Jacobs has run effectively in short-yardage situations. I did notice rookie linebacker Kourtnei Brown rocking Jacobs twice in one-on-one pass-rush drills during the team's recent Fan Fest practice.
When the 49ers enter their locker room from the practice field, a sign meets them with a list of five points: work hard, stay loose, stay focused, be accountable and take care of one another. The sign greeting them as they leave the locker room reads, "You are getting better or getting worse. You never stay the same."
While Harbaugh has defended Jenkins from premature and unfair criticism, all indications point to a gradual assimilation for the receiver San Francisco selected in the first round. Veteran safety Donte Whitner: "When he gets there, I would compare him to a guy like Robert Meachem. He's not really big in stature, but he has a lot of speed. He has some quickness."
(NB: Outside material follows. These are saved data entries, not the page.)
//! Diagnostic form graph: items, probes and the decision edges between them.
//!
//! Forms are authored elsewhere and arrive as JSON. Once registered they are
//! immutable; the engine only ever reads them.

mod validate;


use serde::{Deserialize, Serialize};

/// The correct option of an item or probe.
#[derive(Debug, Clone, PartialEq, Serialize, Deserialize)]
pub struct CorrectAnswer {
    /// Option identifier (e.g. "A").
    pub option_id: String,
    /// Displayed answer value.
    pub value: String,
    /// Expected reasoning behind the correct answer.
    #[serde(default, skip_serializing_if = "Option::is_none")]
    pub reasoning: Option<String>,
}

/// An incorrect option mapped to a misconception.
#[derive(Debug, Clone, PartialEq, Serialize, Deserialize)]
pub struct Distractor {
    /// Option identifier, unique within its node.
    pub option_id: String,
    /// Displayed answer value.
    pub value: String,
    /// Misconception this choice is evidence for.
    pub misconception_tag: String,
    /// How strongly choosing this option indicates the tag (0.0-1.0).
    #[serde(default = "default_confidence_weight")]
    pub confidence_weight: f64,
    /// Follow-up probe for this misconception.
    #[serde(default, skip_serializing_if = "Option::is_none")]
    pub next_probe_id: Option<String>,
    /// Why this distractor targets the misconception.
    #[serde(default, skip_serializing_if = "Option::is_none")]
    pub rationale: Option<String>,
}

fn default_confidence_weight() -> f64 {
    0.7
}

fn default_item_time() -> u32 {
    60
}

fn default_probe_time() -> u32 {
    45
}

fn default_confirms() -> bool {
    true
}

fn default_max_depth() -> usize {
    3
}

/// Upper bound for any time limit, in minutes (one year).
pub const MAX_TIME_LIMIT_MINUTES: i64 = 525_600;

fn default_max_time_minutes() -> i64 {
    8
}

fn default_version() -> u32 {
    1
}

/// A root-level diagnostic question.
#[derive(Debug, Clone, PartialEq, Serialize, Deserialize)]
pub struct DiagnosticItem {
    pub item_id: String,
    pub stem: String,
    #[serde(default, skip_serializing_if = "Option::is_none")]
    pub context: Option<String>,
    #[serde(default, skip_serializing_if = "Option::is_none")]
    pub visual_aid_url: Option<String>,
    pub correct_answer: CorrectAnswer,
    pub distractors: Vec<Distractor>,
    #[serde(default = "default_item_time")]
    pub estimated_time_seconds: u32,
}

/// Kind of follow-up probe.
#[derive(Debug, Clone, Copy, Default, PartialEq, Eq, Serialize, Deserialize)]
#[serde(rename_all = "snake_case")]
pub enum ProbeType {
    /// One-step check of the same concept.
    #[default]
    QuickConfirmer,
    /// Same flawed rule applied in a new context.
    ErrorModelProbe,
    /// Same concept, different representation.
    TransferProbe,
    /// Checks a missing foundational skill.
    PrerequisiteCheck,
}

/// A follow-up question reachable only through a distractor.
#[derive(Debug, Clone, PartialEq, Serialize, Deserialize)]
pub struct DiagnosticProbe {
    pub probe_id: String,
    #[serde(default)]
    pub probe_type: ProbeType,
    #[serde(default, skip_serializing_if = "Option::is_none")]
    pub parent_item_id: Option<String>,
    /// The suspicion this probe investigates.
    pub misconception_tag: String,
    pub stem: String,
    #[serde(default, skip_serializing_if = "Option::is_none")]
    pub context: Option<String>,
    #[serde(default, skip_serializing_if = "Option::is_none")]
    pub visual_aid_url: Option<String>,
    pub correct_answer: CorrectAnswer,
    pub distractors: Vec<Distractor>,
    /// Whether this probe exists to confirm `misconception_tag`.
    #[serde(default = "default_confirms")]
    pub confirms_misconception: bool,
    #[serde(default, skip_serializing_if = "Option::is_none")]
    pub micro_intervention_id: Option<String>,
    #[serde(default = "default_probe_time")]
    pub estimated_time_seconds: u32,
}

/// `(from_node_id, option_selected) -> to_node_id` branch in the graph.
#[derive(Debug, Clone, PartialEq, Serialize, Deserialize)]
pub struct DecisionEdge {
    pub from_node_id: String,
    pub option_selected: String,
    /// Next node, or `None` when this branch ends the session.
    #[serde(default)]
    pub to_node_id: Option<String>,
    #[serde(default, skip_serializing_if = "Option::is_none")]
    pub misconception_tag: Option<String>,
    /// Multiplier applied to the distractor weight (defaults to 1.0).
    #[serde(default, skip_serializing_if = "Option::is_none")]
    pub confidence_delta: Option<f64>,
}

impl DecisionEdge {
    /// Effective evidence multiplier for this edge.
    pub fn delta(&self) -> f64 {
        self.confidence_delta.unwrap_or(1.0)
    }
}

/// A complete diagnostic decision graph.
#[derive(Debug, Clone, PartialEq, Serialize, Deserialize)]
pub struct DiagnosticForm {
    pub form_id: String,
    pub title: String,
    #[serde(default, skip_serializing_if = "Option::is_none")]
    pub objective_id: Option<String>,
    #[serde(default, skip_serializing_if = "Option::is_none")]
    pub grade_level: Option<u8>,
    pub root_item_id: String,
    pub items: Vec<DiagnosticItem>,
    #[serde(default)]
    pub probes: Vec<DiagnosticProbe>,
    pub edges: Vec<DecisionEdge>,
    /// Ceiling on visited nodes per session.
    #[serde(default = "default_max_depth")]
    pub max_depth: usize,
    #[serde(default = "default_max_time_minutes")]
    pub max_time_minutes: i64,
    #[serde(default = "default_version")]
    pub version: u32,
}

/// Whether a node is a root-level item or a probe.
#[derive(Debug, Clone, Copy, PartialEq, Eq, Serialize, Deserialize)]
#[serde(rename_all = "snake_case")]
pub enum NodeKind {
    Item,
    Probe,
}

/// Borrowed view over either node type.
#[derive(Debug, Clone, Copy)]
pub enum NodeRef<'a> {
    Item(&'a DiagnosticItem),
    Probe(&'a DiagnosticProbe),
}

impl<'a> NodeRef<'a> {
    pub fn id(&self) -> &'a str {
        match self {
            NodeRef::Item(item) => &item.item_id,
            NodeRef::Probe(probe) => &probe.probe_id,
        }
    }

    pub fn kind(&self) -> NodeKind {
        match self {
            NodeRef::Item(_) => NodeKind::Item,
            NodeRef::Probe(_) => NodeKind::Probe,
        }
    }

    pub fn stem(&self) -> &'a str {
        match self {
            NodeRef::Item(item) => &item.stem,
            NodeRef::Probe(probe) => &probe.stem,
        }
    }

    pub fn context(&self) -> Option<&'a str> {
        match self {
            NodeRef::Item(item) => item.context.as_deref(),
            NodeRef::Probe(probe) => probe.context.as_deref(),
        }
    }

    pub fn visual_aid_url(&self) -> Option<&'a str> {
        match self {
            NodeRef::Item(item) => item.visual_aid_url.as_deref(),
            NodeRef::Probe(probe) => probe.visual_aid_url.as_deref(),
        }
    }

    pub fn correct_answer(&self) -> &'a CorrectAnswer {
        match self {
            NodeRef::Item(item) => &item.correct_answer,
            NodeRef::Probe(probe) => &probe.correct_answer,
        }
    }

    pub fn distractors(&self) -> &'a [Distractor] {
        match self {
            NodeRef::Item(item) => &item.distractors,
            NodeRef::Probe(probe) => &probe.distractors,
        }
    }

    pub fn estimated_time_seconds(&self) -> u32 {
        match self {
            NodeRef::Item(item) => item.estimated_time_seconds,
            NodeRef::Probe(probe) => probe.estimated_time_seconds,
        }
    }

    /// The probe behind this node, if it is one.
    pub fn as_probe(&self) -> Option<&'a DiagnosticProbe> {
        match self {
            NodeRef::Probe(probe) => Some(probe),
            NodeRef::Item(_) => None,
        }
    }

    /// All option ids: the correct answer first, then distractors.
    pub fn option_ids(&self) -> impl Iterator<Item = &'a str> {
        std::iter::once(self.correct_answer().option_id.as_str())
            .chain(self.distractors().iter().map(|d| d.option_id.as_str()))
    }

    pub fn has_option(&self, option_id: &str) -> bool {
        self.option_ids().any(|id| id == option_id)
    }

    /// The distractor behind `option_id`, or `None` for the correct answer.
    pub fn distractor(&self, option_id: &str) -> Option<&'a Distractor> {
        self.distractors().iter().find(|d| d.option_id == option_id)
    }
}

/// Short description of a registered form.
#[derive(Debug, Clone, PartialEq, Serialize, Deserialize)]
pub struct FormSummary {
    pub form_id: String,
    pub title: String,
    pub version: u32,
    pub item_count: usize,
    pub probe_count: usize,
    pub edge_count: usize,
    pub max_depth: usize,
    pub max_time_minutes: i64,
}

impl DiagnosticForm {
    /// Look up an item or probe by id.
    pub fn node(&self, node_id: &str) -> Option<NodeRef<'_>> {
        self.items
            .iter()
            .find(|item| item.item_id == node_id)
            .map(NodeRef::Item)
            .or_else(|| {
                self.probes
                    .iter()
                    .find(|probe| probe.probe_id == node_id)
                    .map(NodeRef::Probe)
            })
    }

    /// The edge leaving `from_node_id` for `option_selected`, if any.
    pub fn edge(&self, from_node_id: &str, option_selected: &str) -> Option<&DecisionEdge> {
        self.edges
            .iter()
            .find(|e| e.from_node_id == from_node_id && e.option_selected == option_selected)
    }

    /// Iterate over all nodes, items first.
    pub fn nodes(&self) -> impl Iterator<Item = NodeRef<'_>> {
        self.items
            .iter()
            .map(NodeRef::Item)
            .chain(self.probes.iter().map(NodeRef::Probe))
    }

    pub fn summary(&self) -> FormSummary {
        FormSummary {
            form_id: self.form_id.clone(),
            title: self.title.clone(),
            version: self.version,
            item_count: self.items.len(),
            probe_count: self.probes.len(),
            edge_count: self.edges.len(),
            max_depth: self.max_depth,
            max_time_minutes: self.max_time_minutes,
        }
    }
}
Safety Michael Thomas could be an undrafted free agent to watch for the 49ers this season. He knows the defense after playing for coordinator Vic Fangio at Stanford. Whitner: "If I was a betting man, at the end of the season, he'll be somewhere around this football team, whether it be on practice squad or on the 53[-man roster] because he wasn’t drafted, he’s not the biggest guy, not the fastest guy, but he has football instincts and he has football smarts. He’s around the football in practice."
The 49ers do a good job maximizing roster spots. They used nose tackle Isaac Sopoaga at fullback in power packages last season. Staley and Sopoaga caught passes. Bruce Miller successfully converted from college defensive end to starting fullback. Defensive lineman Demarcus Dobbs is the latest project. He's working as a blocking tight end and could conceivably push Nate Byham for the third roster spot at that position. Harbaugh: "He's definitely far enough along. We still don't know what that ceiling is yet."
The defense has a firmer grasp of Fangio's playbook entering a second season together. The team had 42 defensive calls installed when this week opened. That's not an unusual number, but Fangio should be able to call more of them with confidence.
Every player I spoke with -- Alex Smith, Davis, Williams, Jacobs, Staley and others -- mentioned putting team goals before individual ones. Harbaugh and staff have ingrained that mindset in players. It's a storyline to watch now that the 49ers have additional offensive weapons, a strong personality in Moss and higher expectations overall.